The request gets redirect to the UpdateEntity method of the the provided below controller, however only the Id property of the entity is set. The other properties are NULL, the same goes if the request gets redirected to PatchEntity method (when the workaround hack is not applied) the changed fields are not passed to the delta. In the Request Payload in both cases (with the hack or not) only the Id is passed to the server.

The controller:

public class BaseODataController : EntitySetController where TEntity : class where TEntityDto : class where TIdentityType : class where TService : ICrudService { // ...

protected override TEntityDto UpdateEntity(TIdentityType key, TEntityDto update) { _service.Update(update); return base.UpdateEntity(key, update); }

    protected override TEntityDto PatchEntity(TIdentityType key, Delta<TEntityDto> patch)
    {
        return base.PatchEntity(key, patch);
    }

// ... }

Also while debugging I can see that the entity has tracked the changes:

r: RoleDto
  $$hashKey: "00I"
  Description: (...)
  Id: (...)
  Name: (...)
  ValidationErrors: (...)
  _ValidationErrors: Array[0]
  _changedProperties: Array[2]
    0: MemberDefinition
    1: MemberDefinition
       configurable: true
       dataType: function String() { [native code] }
       definedBy: function RoleDto(){
       enumerable: true
       kind: "property"
       name: "Name"
       originalType: "Edm.String"
       type: function String() { [native code] }
       __proto__: MemberDefinition
       length: 2
       __proto__: Array[0]
_entityState: 30
_isDirty: true
_isNew: false

The only thing i could not understand was why the ValidationErrors were in the _changedProperties:

_changedProperties: Array[2]
  0: MemberDefinition
    configurable: true
    dataType: function Array() { [native code] }
    definedBy: function Entity(){
    elementType: function ValidationError(){
    enumerable: false
    kind: "property"
    monitorChanges: true
    name: "ValidationErrors"
    notMapped: true
    originalElementType: function ValidationError(){
    originalType: function Array() { [native code] }
    storeOnObject: true
    type: function Array() { [native code] }
    __proto__: MemberDefinition

So the question here is why the changes are not getting passed in the Request Payload to the server?

Thanks in advance!

Was it helpful?

Solution

In your initialization use maxDataServiceVersion instead of dataServiceVersion.
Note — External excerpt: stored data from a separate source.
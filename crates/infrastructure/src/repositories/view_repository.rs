//! SQLite implementation of named-view access.
//!
//! View shapes are not known to the type system, so each row is converted to
//! a JSON object by the storage class of every column.

use async_trait::async_trait;
use sqlx::SqlitePool;
use tracing::{debug, instrument};

use sportscar_sales_domain::NamedView;

use super::row::{row_to_json, JsonRow};
use super::ViewRepository;
use crate::Result;

/// One view row: column name to JSON value, in column order.
pub type ViewRow = JsonRow;

/// Repository reading the allow-listed views.
#[derive(Debug, Clone)]
pub struct SqliteViewRepository {
    pool: SqlitePool,
}

impl SqliteViewRepository {
    /// Create a new repository instance.
    pub fn new(pool: SqlitePool) -> Self {
        Self { pool }
    }
}

#[async_trait]
impl ViewRepository for SqliteViewRepository {
    #[instrument(skip(self), fields(view = view.name()))]
    async fn fetch(&self, view: NamedView) -> Result<Vec<ViewRow>> {
        // The statement text comes from the allow-list, never from the caller.
        let rows = sqlx::query(view.query()).fetch_all(&self.pool).await?;

        debug!(count = rows.len(), "Fetched view rows");
        rows.iter().map(|row| row_to_json(row, &[])).collect()
    }
}
//! Collection endpoints for the six entity tables.
//!
//! Every collection supports exactly two operations: `GET` lists every row in
//! storage order and `POST` inserts one row from a typed payload. The
//! per-collection handlers are thin documented wrappers around [`list_rows`]
//! and [`create_row`].

use crate::{
    error::ApiResult,
    extractors::TypedJson,
    responses::CreatedId,
    state::AppState,
};
use axum::{extract::State, routing::get, Json, Router};
use sportscar_sales_domain::{
    Customer, NewCustomer, NewPostSaleService, NewSale, NewSalesperson, NewTestDrive, NewVehicle,
    PostSaleService, Sale, Salesperson, TestDrive, Vehicle,
};
use sportscar_sales_infrastructure::{JsonRow, ResourceRepository, SqliteResource};
use tracing::info;

/// Collection routes
pub fn routes() -> Router<AppState> {
    Router::new()
        .route("/clientes", get(list_clientes).post(create_cliente))
        .route("/vendedores", get(list_vendedores).post(create_vendedor))
        .route("/veiculos", get(list_veiculos).post(create_veiculo))
        .route("/vendas", get(list_vendas).post(create_venda))
        .route("/test_drives", get(list_test_drives).post(create_test_drive))
        .route(
            "/servicos_pos_venda",
            get(list_servicos_pos_venda).post(create_servico_pos_venda),
        )
}

/// List every row of `R`'s table with its values as stored.
pub async fn list_rows<R: SqliteResource>(state: &AppState) -> ApiResult<Json<Vec<JsonRow>>> {
    let rows = ResourceRepository::<R>::list(&state.resources).await?;
    Ok(Json(rows))
}

/// Insert one row into `R`'s table and report the generated id.
pub async fn create_row<R: SqliteResource>(
    state: &AppState,
    payload: R::New,
) -> ApiResult<CreatedId> {
    let id = ResourceRepository::<R>::create(&state.resources, &payload).await?;
    info!(table = R::TABLE, id, "Created {}", R::LABEL);
    Ok(CreatedId::new(R::ID_FIELD, id))
}

/// List customers
#[utoipa::path(
    get,
    path = "/clientes",
    tag = "clientes",
    responses(
        (status = 200, description = "Every customer", body = [Customer]),
        (status = 500, description = "Datastore error", body = ErrorResponse)
    )
)]
pub async fn list_clientes(State(state): State<AppState>) -> ApiResult<Json<Vec<JsonRow>>> {
    list_rows::<Customer>(&state).await
}

/// Create a customer
#[utoipa::path(
    post,
    path = "/clientes",
    tag = "clientes",
    request_body = NewCustomer,
    responses(
        (status = 200, description = "Generated `cliente_id`"),
        (status = 500, description = "Invalid body or datastore error", body = ErrorResponse)
    )
)]
pub async fn create_cliente(
    State(state): State<AppState>,
    TypedJson(payload): TypedJson<NewCustomer>,
) -> ApiResult<CreatedId> {
    create_row::<Customer>(&state, payload).await
}

/// List salespeople
#[utoipa::path(
    get,
    path = "/vendedores",
    tag = "vendedores",
    responses(
        (status = 200, description = "Every salesperson", body = [Salesperson]),
        (status = 500, description = "Datastore error", body = ErrorResponse)
    )
)]
pub async fn list_vendedores(State(state): State<AppState>) -> ApiResult<Json<Vec<JsonRow>>> {
    list_rows::<Salesperson>(&state).await
}

/// Create a salesperson
#[utoipa::path(
    post,
    path = "/vendedores",
    tag = "vendedores",
    request_body = NewSalesperson,
    responses(
        (status = 200, description = "Generated `vendedor_id`"),
        (status = 500, description = "Invalid body or datastore error", body = ErrorResponse)
    )
)]
pub async fn create_vendedor(
    State(state): State<AppState>,
    TypedJson(payload): TypedJson<NewSalesperson>,
) -> ApiResult<CreatedId> {
    create_row::<Salesperson>(&state, payload).await
}

/// List vehicles
#[utoipa::path(
    get,
    path = "/veiculos",
    tag = "veiculos",
    responses(
        (status = 200, description = "Every vehicle", body = [Vehicle]),
        (status = 500, description = "Datastore error", body = ErrorResponse)
    )
)]
pub async fn list_veiculos(State(state): State<AppState>) -> ApiResult<Json<Vec<JsonRow>>> {
    list_rows::<Vehicle>(&state).await
}

/// Create a vehicle
#[utoipa::path(
    post,
    path = "/veiculos",
    tag = "veiculos",
    request_body = NewVehicle,
    responses(
        (status = 200, description = "Generated `veiculo_id`"),
        (status = 500, description = "Invalid body or datastore error", body = ErrorResponse)
    )
)]
pub async fn create_veiculo(
    State(state): State<AppState>,
    TypedJson(payload): TypedJson<NewVehicle>,
) -> ApiResult<CreatedId> {
    create_row::<Vehicle>(&state, payload).await
}

/// List sales
#[utoipa::path(
    get,
    path = "/vendas",
    tag = "vendas",
    responses(
        (status = 200, description = "Every sale", body = [Sale]),
        (status = 500, description = "Datastore error", body = ErrorResponse)
    )
)]
pub async fn list_vendas(State(state): State<AppState>) -> ApiResult<Json<Vec<JsonRow>>> {
    list_rows::<Sale>(&state).await
}

/// Create a sale
#[utoipa::path(
    post,
    path = "/vendas",
    tag = "vendas",
    request_body = NewSale,
    responses(
        (status = 200, description = "Generated `venda_id`"),
        (status = 500, description = "Invalid body or datastore error", body = ErrorResponse)
    )
)]
pub async fn create_venda(
    State(state): State<AppState>,
    TypedJson(payload): TypedJson<NewSale>,
) -> ApiResult<CreatedId> {
    create_row::<Sale>(&state, payload).await
}

/// List test drives
#[utoipa::path(
    get,
    path = "/test_drives",
    tag = "test_drives",
    responses(
        (status = 200, description = "Every test drive", body = [TestDrive]),
        (status = 500, description = "Datastore error", body = ErrorResponse)
    )
)]
pub async fn list_test_drives(State(state): State<AppState>) -> ApiResult<Json<Vec<JsonRow>>> {
    list_rows::<TestDrive>(&state).await
}

/// Create a test drive
#[utoipa::path(
    post,
    path = "/test_drives",
    tag = "test_drives",
    request_body = NewTestDrive,
    responses(
        (status = 200, description = "Generated `test_drive_id`"),
        (status = 500, description = "Invalid body or datastore error", body = ErrorResponse)
    )
)]
pub async fn create_test_drive(
    State(state): State<AppState>,
    TypedJson(payload): TypedJson<NewTestDrive>,
) -> ApiResult<CreatedId> {
    create_row::<TestDrive>(&state, payload).await
}

/// List post-sale services
#[utoipa::path(
    get,
    path = "/servicos_pos_venda",
    tag = "servicos_pos_venda",
    responses(
        (status = 200, description = "Every post-sale service", body = [PostSaleService]),
        (status = 500, description = "Datastore error", body = ErrorResponse)
    )
)]
pub async fn list_servicos_pos_venda(
    State(state): State<AppState>,
) -> ApiResult<Json<Vec<JsonRow>>> {
    list_rows::<PostSaleService>(&state).await
}

/// Create a post-sale service
#[utoipa::path(
    post,
    path = "/servicos_pos_venda",
    tag = "servicos_pos_venda",
    request_body = NewPostSaleService,
    responses(
        (status = 200, description = "Generated `servico_id`"),
        (status = 500, description = "Invalid body or datastore error", body = ErrorResponse)
    )
)]
pub async fn create_servico_pos_venda(
    State(state): State<AppState>,
    TypedJson(payload): TypedJson<NewPostSaleService>,
) -> ApiResult<CreatedId> {
    create_row::<PostSaleService>(&state, payload).await
}
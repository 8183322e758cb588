//! Application builder and configuration.
//!
//! This module provides the main application builder that assembles
//! all routes, middleware, and state into an Axum router.

use crate::{
    error::ErrorResponse,
    middleware::{handle_middleware_error, handle_panic, logging_middleware, request_id_middleware},
    routes,
    state::AppState,
};
use axum::{
    error_handling::HandleErrorLayer,
    extract::DefaultBodyLimit,
    http::HeaderValue,
    middleware,
    routing::get,
    Json, Router,
};
use sportscar_sales_common::ServerConfig;
use sportscar_sales_domain::{
    Customer, CustomerId, NewCustomer, NewPostSaleService, NewSale, NewSalesperson, NewTestDrive,
    NewVehicle, PostSaleService, Sale, SaleId, Salesperson, SalespersonId, ServiceId, TestDrive,
    TestDriveId, Vehicle, VehicleId, ViewDescriptor,
};
use std::time::Duration;
use tower::{timeout::TimeoutLayer, ServiceBuilder};
use tower_http::{
    catch_panic::CatchPanicLayer,
    compression::CompressionLayer,
    cors::{AllowOrigin, Any, CorsLayer},
    trace::TraceLayer,
};
use tracing::warn;
use utoipa::OpenApi;

/// OpenAPI document for every route
#[derive(OpenApi)]
#[openapi(
    info(
        title = "Sports-Car Sales API",
        version = "1.0.0",
        description = "REST API over the sports-car dealership sales database",
        license(name = "MIT"),
    ),
    paths(
        routes::root::banner,
        routes::health::health,
        routes::health::ready,
        routes::resources::list_clientes,
        routes::resources::create_cliente,
        routes::resources::list_vendedores,
        routes::resources::create_vendedor,
        routes::resources::list_veiculos,
        routes::resources::create_veiculo,
        routes::resources::list_vendas,
        routes::resources::create_venda,
        routes::resources::list_test_drives,
        routes::resources::create_test_drive,
        routes::resources::list_servicos_pos_venda,
        routes::resources::create_servico_pos_venda,
        routes::views::list_views,
        routes::views::fetch_view,
    ),
    components(schemas(
        Customer, NewCustomer, CustomerId,
        Salesperson, NewSalesperson, SalespersonId,
        Vehicle, NewVehicle, VehicleId,
        Sale, NewSale, SaleId,
        TestDrive, NewTestDrive, TestDriveId,
        PostSaleService, NewPostSaleService, ServiceId,
        ViewDescriptor,
        ErrorResponse,
        routes::health::HealthResponse,
        routes::health::ReadinessResponse,
        routes::health::DatabaseCheck,
    )),
    tags(
        (name = "health", description = "Banner and health check endpoints"),
        (name = "clientes", description = "Customers"),
        (name = "vendedores", description = "Salespeople"),
        (name = "veiculos", description = "Vehicle catalogue"),
        (name = "vendas", description = "Sales"),
        (name = "test_drives", description = "Test drives"),
        (name = "servicos_pos_venda", description = "Post-sale services"),
        (name = "views", description = "Read-only analytical views"),
    )
)]
pub struct ApiDoc;

/// Create the main application router
pub fn create_app(state: AppState) -> Router {
    let config = state.config.clone();

    let mut app = Router::new()
        .merge(routes::root_routes())
        .merge(routes::health_routes())
        .merge(routes::resource_routes())
        .merge(routes::view_routes())
        .with_state(state);

    if config.server.enable_openapi {
        app = app.route("/api-docs/openapi.json", get(|| async { Json(ApiDoc::openapi()) }));
    }

    with_middleware(app, &config.server)
}

/// Wrap a router in the shared middleware stack.
///
/// Outermost first: request id, tracing, request logging, panic recovery,
/// compression, CORS, then the request timeout.
pub fn with_middleware(app: Router, config: &ServerConfig) -> Router {
    app.layer(DefaultBodyLimit::max(config.max_body_size)).layer(
        ServiceBuilder::new()
            .layer(middleware::from_fn(request_id_middleware))
            .layer(TraceLayer::new_for_http())
            .layer(middleware::from_fn(logging_middleware))
            .layer(CatchPanicLayer::custom(handle_panic))
            .layer(CompressionLayer::new())
            .layer(build_cors_layer(config))
            .layer(HandleErrorLayer::new(handle_middleware_error))
            .layer(TimeoutLayer::new(Duration::from_secs(
                config.request_timeout_seconds,
            ))),
    )
}

/// Build CORS layer from configuration
fn build_cors_layer(config: &ServerConfig) -> CorsLayer {
    let cors = CorsLayer::new().allow_methods(Any).allow_headers(Any);

    if config.cors_allowed_origins.iter().any(|o| o == "*") {
        return cors.allow_origin(Any);
    }

    let origins: Vec<HeaderValue> = config
        .cors_allowed_origins
        .iter()
        .filter_map(|origin| match HeaderValue::from_str(origin) {
            Ok(value) => Some(value),
            Err(_) => {
                warn!(origin = %origin, "Ignoring invalid CORS origin");
                None
            }
        })
        .collect();

    cors.allow_origin(AllowOrigin::list(origins))
}

#[cfg(test)]
mod tests {
    use super::*;
    use axum::{body::Body, http::Request, http::StatusCode};
    use tower::ServiceExt;

    fn server_config(timeout_seconds: u64) -> ServerConfig {
        ServerConfig {
            request_timeout_seconds: timeout_seconds,
            ..ServerConfig::default()
        }
    }

    #[tokio::test(start_paused = true)]
    async fn test_slow_request_times_out_with_408() {
        let app = Router::new().route(
            "/slow",
            get(|| async {
                tokio::time::sleep(Duration::from_secs(60)).await;
                "done"
            }),
        );
        let app = with_middleware(app, &server_config(1));

        let response = app
            .oneshot(Request::get("/slow").body(Body::empty()).unwrap())
            .await
            .unwrap();

        assert_eq!(response.status(), StatusCode::REQUEST_TIMEOUT);
        assert!(response.headers().contains_key("x-request-id"));
    }

    #[tokio::test]
    async fn test_panicking_handler_returns_500() {
        let app = Router::new().route(
            "/panic",
            get(|| async { panic!("handler exploded") as () }),
        );
        let app = with_middleware(app, &server_config(30));

        let response = app
            .oneshot(Request::get("/panic").body(Body::empty()).unwrap())
            .await
            .unwrap();

        assert_eq!(response.status(), StatusCode::INTERNAL_SERVER_ERROR);
    }

    #[test]
    fn test_openapi_lists_every_collection() {
        let doc = ApiDoc::openapi();
        for path in [
            "/clientes",
            "/vendedores",
            "/veiculos",
            "/vendas",
            "/test_drives",
            "/servicos_pos_venda",
            "/views/{name}",
        ] {
            assert!(doc.paths.paths.contains_key(path), "missing {}", path);
        }
    }
}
I'm not sure why you'd need the above hack especially when using it with an unknown verb like UPDATE http://msdn.microsoft.com/en-us/library/dd541276.aspx. In OData there are two allowed HTTP Verbs MERGE for V2 and PATCH for V3. Once you set maxDataServiceVersion: 3.0 JayData will send out correct PATCH requests.
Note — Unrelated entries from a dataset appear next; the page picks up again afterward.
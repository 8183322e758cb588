//! Structured logging setup.
//!
//! Log output goes to stdout through `tracing-subscriber`, either as
//! multi-line human-readable records or as one JSON object per line.

use anyhow::{Context, Result};
use tracing::Subscriber;
use tracing_subscriber::{
    fmt::{self, format::FmtSpan},
    layer::SubscriberExt,
    registry::LookupSpan,
    util::SubscriberInitExt,
    EnvFilter, Layer, Registry,
};

use crate::config::TelemetryConfig;

/// Directives appended to the configured level so that per-statement sqlx
/// logging stays out of `info` output.
const QUIET_DEPENDENCIES: &[&str] = &["sqlx=warn", "hyper=warn"];

/// Build the log filter.
///
/// `RUST_LOG` wins when set; otherwise the configured level applies with
/// dependency noise turned down.
pub fn build_env_filter(log_level: &str) -> Result<EnvFilter> {
    if let Ok(filter) = EnvFilter::try_from_default_env() {
        return Ok(filter);
    }

    let directives = std::iter::once(log_level)
        .chain(QUIET_DEPENDENCIES.iter().copied())
        .collect::<Vec<_>>()
        .join(",");

    EnvFilter::try_new(&directives)
        .with_context(|| format!("Invalid log level '{}'", log_level))
}

/// Install the global tracing subscriber.
///
/// # Examples
///
/// ```no_run
/// use sportscar_sales_common::{config::TelemetryConfig, telemetry::init_tracing};
///
/// init_tracing(&TelemetryConfig::default()).expect("Failed to initialize tracing");
/// ```
pub fn init_tracing(config: &TelemetryConfig) -> Result<()> {
    let output = if config.json_logging {
        json_output().boxed()
    } else {
        human_output().boxed()
    };

    Registry::default()
        .with(build_env_filter(&config.log_level)?)
        .with(output)
        .try_init()
        .context("Failed to initialize tracing subscriber")?;

    tracing::info!(
        service = %config.service_name,
        json = config.json_logging,
        "Tracing initialized"
    );
    Ok(())
}

fn json_output<S>() -> impl Layer<S>
where
    S: Subscriber + for<'a> LookupSpan<'a>,
{
    fmt::layer()
        .json()
        .with_current_span(true)
        .with_span_list(false)
        .with_target(true)
}

fn human_output<S>() -> impl Layer<S>
where
    S: Subscriber + for<'a> LookupSpan<'a>,
{
    fmt::layer()
        .pretty()
        .with_target(true)
        .with_file(false)
        .with_span_events(FmtSpan::CLOSE)
}

#[cfg(test)]
mod tests {
    use super::*;

    #[test]
    fn test_filter_accepts_known_levels() {
        std::env::remove_var("RUST_LOG");
        for level in ["trace", "debug", "info", "warn", "error"] {
            assert!(build_env_filter(level).is_ok(), "level {}", level);
        }
    }

    #[test]
    fn test_filter_rejects_garbage() {
        std::env::remove_var("RUST_LOG");
        assert!(build_env_filter("info,sqlx=loud").is_err());
    }

    #[test]
    fn test_second_init_fails() {
        let config = TelemetryConfig::default();
        let _ = init_tracing(&config);
        assert!(init_tracing(&config).is_err());
    }
}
The hack your are using should be applied in a different situation, where either clients, proxies, routers don't support these two verbs. In that case you'd send a POST request instead and set the desired verb as X-HTTP-Method. This method is often referred as verb-tunneling see e.g. http://msdn.microsoft.com/en-us/library/dd541471.aspx.

$data.initService('/odata', { maxDataServiceVersion: '3.0' }).then(function (context) {
    if (!mycontext)
        mycontext= context;

   //this hack shouldn't be used here
   // mycontext.prepareRequest = function (r) {
   //     if (r[0].method == "PATCH") {
   //         r[0].method = 'PUT';
   //         r[0].headers['X-HTTP-METHOD'] = 'UPDATE';
   //     }
   // };


    vm.roles = mycontext.Role.toLiveArray();
    vm.users = mycontext.User.toLiveArray();
});

Update based on comment

I'd check the context via the console. Make sure ctx is globally available e.g

window.ctx = context;

Attach something by ID e.g.

var role = ctx.Role.attachOrGet({ID: 'GUID or Int'});

role. will give your access to the entity properties e.g. assuming a Status property that accepts Int

role.Status = 1; //Set role.Status to 1

Last run ctx.saveChanges(). If everything is setup correctly JayData will send a PATCH request to the /odata/Role/GUID endpoint with the changes as JSON payload.